╭──

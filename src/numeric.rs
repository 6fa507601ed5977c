//! Decimal number scanning shared by the measurement and range parsers.
//!
//! Meters answer with text like `+1.00000E-06`, `500uF` or `10`. [`tokenize`]
//! scans the leading number once and reports its shape; the helpers below
//! build the full-string parse, precision exponent and SI-prefix handling on
//! top of it.

use crate::error::{DmmError, DmmResult};

/// Shape of a decimal number at the start of a string.
#[derive(Debug, Clone, Copy, PartialEq, Eq)]
pub struct NumberToken<'a> {
    /// A leading `-` was present.
    pub negative: bool,
    /// Digits before the decimal point.
    pub int_digits: usize,
    /// Digits after the decimal point.
    pub frac_digits: usize,
    /// Value of an `e`/`E` exponent suffix.
    pub exponent: Option<i32>,
    /// Number text, including sign and exponent.
    pub text: &'a str,
    /// Unconsumed remainder.
    pub rest: &'a str,
}

/// Scan a decimal number at the start of `input`, after leading whitespace.
///
/// An `e`/`E` is taken as an exponent only when followed by an optionally
/// signed integer; otherwise it is left in `rest`. Returns `None` when no
/// mantissa digit is present.
pub fn tokenize(input: &str) -> Option<NumberToken<'_>> {
    let s = input.trim_start();
    let bytes = s.as_bytes();
    let mut pos = 0;

    let negative = match bytes.first() {
        Some(b'-') => {
            pos += 1;
            true
        }
        Some(b'+') => {
            pos += 1;
            false
        }
        _ => false,
    };

    let int_digits = count_digits(&bytes[pos..]);
    pos += int_digits;

    let mut frac_digits = 0;
    if bytes.get(pos) == Some(&b'.') {
        frac_digits = count_digits(&bytes[pos + 1..]);
        pos += 1 + frac_digits;
    }

    if int_digits + frac_digits == 0 {
        return None;
    }

    let mut exponent = None;
    if matches!(bytes.get(pos), Some(b'e' | b'E')) {
        let mut end = pos + 1;
        if matches!(bytes.get(end), Some(b'+' | b'-')) {
            end += 1;
        }
        let exp_digits = count_digits(&bytes[end..]);
        if exp_digits > 0 {
            end += exp_digits;
            exponent = s[pos + 1..end].parse::<i32>().ok();
            if exponent.is_some() {
                pos = end;
            }
        }
    }

    Some(NumberToken {
        negative,
        int_digits,
        frac_digits,
        exponent,
        text: &s[..pos],
        rest: &s[pos..],
    })
}

fn count_digits(bytes: &[u8]) -> usize {
    bytes.iter().take_while(|b| b.is_ascii_digit()).count()
}

/// Parse a whole string as a decimal number. Surrounding whitespace is allowed.
pub fn parse_decimal(text: &str) -> DmmResult<f64> {
    let trimmed = text.trim();
    let token = tokenize(trimmed)
        .filter(|t| t.rest.is_empty())
        .ok_or_else(|| DmmError::DataFormat(format!("not a number: {trimmed:?}")))?;
    token
        .text
        .parse::<f64>()
        .map_err(|e| DmmError::DataFormat(format!("not a number: {trimmed:?} ({e})")))
}

/// Extract the power-of-ten exponent from precision text such as `+1.00000E-06`.
///
/// Text without an exponent marker, including empty text, yields 0. Anything
/// else trailing the number is a format error.
pub fn precision_exponent(text: &str) -> DmmResult<i32> {
    let trimmed = text.trim();
    if trimmed.is_empty() {
        return Ok(0);
    }
    match tokenize(trimmed) {
        Some(token) if token.rest.is_empty() => Ok(token.exponent.unwrap_or(0)),
        _ => Err(DmmError::DataFormat(format!(
            "bad precision field: {trimmed:?}"
        ))),
    }
}

/// Power of ten for an SI prefix character.
pub fn si_prefix_exponent(prefix: char) -> Option<i32> {
    match prefix {
        'p' => Some(-12),
        'n' => Some(-9),
        'u' => Some(-6),
        'm' => Some(-3),
        'k' | 'K' => Some(3),
        'M' => Some(6),
        'G' => Some(9),
        _ => None,
    }
}

/// Scale `value` by `10^exponent`.
///
/// Negative exponents divide so that e.g. `50 m` lands on the same double as
/// the literal `0.05`.
pub fn scale_by_power_of_ten(value: f64, exponent: i32) -> f64 {
    let factor = 10f64.powi(exponent.abs());
    if exponent < 0 {
        value / factor
    } else {
        value * factor
    }
}

/// Shortest round-trip decimal text for `value`, never in exponent form.
pub fn format_decimal(value: f64) -> String {
    format!("{value}")
}

#[cfg(test)]
mod tests {
    use super::*;

    #[test]
    fn tokenize_reports_shape() {
        let t = tokenize("-12.345E+03 V").unwrap();
        assert!(t.negative);
        assert_eq!(t.int_digits, 2);
        assert_eq!(t.frac_digits, 3);
        assert_eq!(t.exponent, Some(3));
        assert_eq!(t.text, "-12.345E+03");
        assert_eq!(t.rest, " V");
    }

    #[test]
    fn tokenize_leaves_dangling_exponent_marker() {
        let t = tokenize("5E").unwrap();
        assert_eq!(t.exponent, None);
        assert_eq!(t.rest, "E");
        assert!(tokenize("KITS90").is_none());
        assert!(tokenize("+.").is_none());
    }

    #[test]
    fn precision_exponent_examples() {
        assert_eq!(precision_exponent("+1.00000E-01").unwrap(), -1);
        assert_eq!(precision_exponent("+1.00000E-06").unwrap(), -6);
        assert_eq!(precision_exponent("1000").unwrap(), 0);
        assert_eq!(precision_exponent("").unwrap(), 0);
        assert!(precision_exponent("1.0E-0x").is_err());
    }

    #[test]
    fn parse_decimal_rejects_trailing_text() {
        assert_eq!(parse_decimal(" +9.99999E+37\r\n").unwrap(), 9.99999e37);
        assert_eq!(parse_decimal(".5").unwrap(), 0.5);
        assert!(parse_decimal("1.0 V").is_err());
        assert!(parse_decimal("inf").is_err());
        assert!(parse_decimal("").is_err());
    }

    #[test]
    fn si_scaling_matches_literals() {
        let exp = si_prefix_exponent('m').unwrap();
        assert_eq!(scale_by_power_of_ten(50.0, exp), 0.05);
        assert_eq!(format_decimal(scale_by_power_of_ten(500.0, -6)), "0.0005");
        assert_eq!(format_decimal(scale_by_power_of_ten(5.0, 6)), "5000000");
        assert_eq!(si_prefix_exponent('x'), None);
    }
}
//! SCPI bench digital multimeter driver for rust-daq.
//!
//! This crate talks to bench DMMs over a line-oriented SCPI transport:
//! - Agilent 34405A, Keysight 34465A
//! - GW-Instek GDM8251A, GDM8255A, GDM9061
//! - Owon XDM1041
//!
//! Per-vendor command vocabularies live in static [`ModelProfile`]s. On top of
//! them [`ScpiDmm`] gets and sets measurement modes and ranges and parses
//! readings, and [`Acquisition`] polls the meter on a timer and broadcasts
//! [`Sample`]s.
//!
//! # Usage
//!
//! Add to your `Cargo.toml`:
//!
//! ```toml
//! [dependencies]
//! daq-driver-scpi-dmm = { path = "../daq-driver-scpi-dmm" }
//! ```
//!
//! Drive a meter through any [`ScpiTransport`]:
//!
//! ```rust,ignore
//! use daq_driver_scpi_dmm::{models, ScpiDmm, Quantity, MqFlags};
//!
//! let mut dmm = ScpiDmm::new(transport, &models::KEYSIGHT_34465A)?;
//! dmm.set_active_mode(Quantity::Voltage, MqFlags::DC).await?;
//! dmm.set_range("10").await?;
//! let reading = dmm.measure(0).await?;
//! ```

pub mod acquisition;
pub mod capability;
pub mod command;
pub mod config;
pub mod controller;
pub mod error;
pub mod limits;
pub mod measurement;
pub mod mock;
pub mod models;
pub mod numeric;
pub mod profile;
pub mod quantity;
pub mod transport;

pub use acquisition::{Acquisition, Channel, RunState, RunSummary, Sample, StopHandle, StopReason, SwLimits};
pub use capability::{BehaviorFlags, Capability, CapabilityTable};
pub use command::{CommandId, CommandSet};
pub use config::AcquisitionConfig;
pub use controller::{RangeText, ScpiDmm};
pub use error::{DmmError, DmmResult, ErrorClass};
pub use measurement::{Reading, SampleValue};
pub use profile::{MeasurementStyle, ModelProfile, RangeStyle};
pub use quantity::{MqFlags, Quantity, Unit};
pub use transport::ScpiTransport;
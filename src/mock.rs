//! Scripted transport for tests and offline development.
//!
//! Exchanges are consumed strictly in order. A command that does not match the
//! next scripted exchange fails like a broken link would, so a test sees a
//! `Communication` error instead of a silently wrong answer.
//!
//! Like a real meter, the mock answers `*OPC?` with `1` on its own unless the
//! next scripted exchange is an `*OPC?`; the query is still recorded in
//! [`MockTransport::sent`]. Call [`MockTransport::strict_opc`] to script every
//! `*OPC?` explicitly.
//!
//! ```
//! use daq_driver_scpi_dmm::mock::MockTransport;
//! use daq_driver_scpi_dmm::ScpiTransport;
//!
//! # tokio_test::block_on(async {
//! let mut mock = MockTransport::new();
//! mock.expect_query("CONF?", "\"VOLT +1.00000E+01,+1.00000E-05\"")
//!     .expect_query("READ?", "+1.23456E+00");
//! assert_eq!(mock.remaining(), 2);
//!
//! let mode = mock.query_string("CONF?").await.unwrap();
//! assert!(mode.contains("VOLT"));
//! assert_eq!(mock.remaining(), 1);
//! # })
//! ```

use crate::transport::ScpiTransport;
use anyhow::{anyhow, bail, Result};
use async_trait::async_trait;
use std::collections::VecDeque;

#[derive(Debug, Clone)]
enum Reply {
    Ack,
    Text(String),
    Fail(String),
}

#[derive(Debug, Clone)]
struct Exchange {
    command: String,
    is_query: bool,
    reply: Reply,
}

const OPC_QUERY: &str = "*OPC?";

/// In-memory [`ScpiTransport`] driven by a script of expected exchanges.
#[derive(Debug)]
pub struct MockTransport {
    script: VecDeque<Exchange>,
    sent: Vec<String>,
    answer_opc: bool,
}

impl Default for MockTransport {
    fn default() -> Self {
        Self {
            script: VecDeque::new(),
            sent: Vec::new(),
            answer_opc: true,
        }
    }
}

impl MockTransport {
    /// Empty script.
    pub fn new() -> Self {
        Self::default()
    }

    /// Stop answering unscripted `*OPC?` queries.
    pub fn strict_opc(&mut self) -> &mut Self {
        self.answer_opc = false;
        self
    }

    /// Expect `command` as a write with no response.
    pub fn expect_send(&mut self, command: &str) -> &mut Self {
        self.push(command, false, Reply::Ack)
    }

    /// Expect `command` as a query answered with `response`.
    pub fn expect_query(&mut self, command: &str, response: &str) -> &mut Self {
        self.push(command, true, Reply::Text(response.to_string()))
    }

    /// Expect `command` as a query that fails with `message`.
    pub fn fail_query(&mut self, command: &str, message: &str) -> &mut Self {
        self.push(command, true, Reply::Fail(message.to_string()))
    }

    /// Expect `command` as a write that fails with `message`.
    pub fn fail_send(&mut self, command: &str, message: &str) -> &mut Self {
        self.push(command, false, Reply::Fail(message.to_string()))
    }

    /// Every command received so far, in order.
    pub fn sent(&self) -> &[String] {
        &self.sent
    }

    /// Scripted exchanges not yet consumed.
    pub fn remaining(&self) -> usize {
        self.script.len()
    }

    fn push(&mut self, command: &str, is_query: bool, reply: Reply) -> &mut Self {
        self.script.push_back(Exchange {
            command: command.to_string(),
            is_query,
            reply,
        });
        self
    }

    fn next(&mut self, command: &str, is_query: bool) -> Result<Reply> {
        self.sent.push(command.to_string());
        if self.answer_opc
            && is_query
            && command == OPC_QUERY
            && self.script.front().map_or(true, |e| e.command != OPC_QUERY)
        {
            return Ok(Reply::Text("1".to_string()));
        }
        let Some(exchange) = self.script.pop_front() else {
            bail!("unexpected command '{}' (script exhausted)", command);
        };
        if exchange.command != command || exchange.is_query != is_query {
            bail!(
                "expected {} '{}', got {} '{}'",
                kind(exchange.is_query),
                exchange.command,
                kind(is_query),
                command
            );
        }
        Ok(exchange.reply)
    }
}

fn kind(is_query: bool) -> &'static str {
    if is_query {
        "query"
    } else {
        "write"
    }
}

#[async_trait]
impl ScpiTransport for MockTransport {
    async fn send(&mut self, command: &str) -> Result<()> {
        match self.next(command, false)? {
            Reply::Ack | Reply::Text(_) => Ok(()),
            Reply::Fail(message) => Err(anyhow!(message)),
        }
    }

    async fn query_string(&mut self, command: &str) -> Result<String> {
        match self.next(command, true)? {
            Reply::Text(response) => Ok(response),
            Reply::Ack => Ok(String::new()),
            Reply::Fail(message) => Err(anyhow!(message)),
        }
    }
}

╰──

PROMPT:
Count, in the records above, the lines that contain "crate", and write only the resulting number.

OUTPUT FOR THIS TASK:
3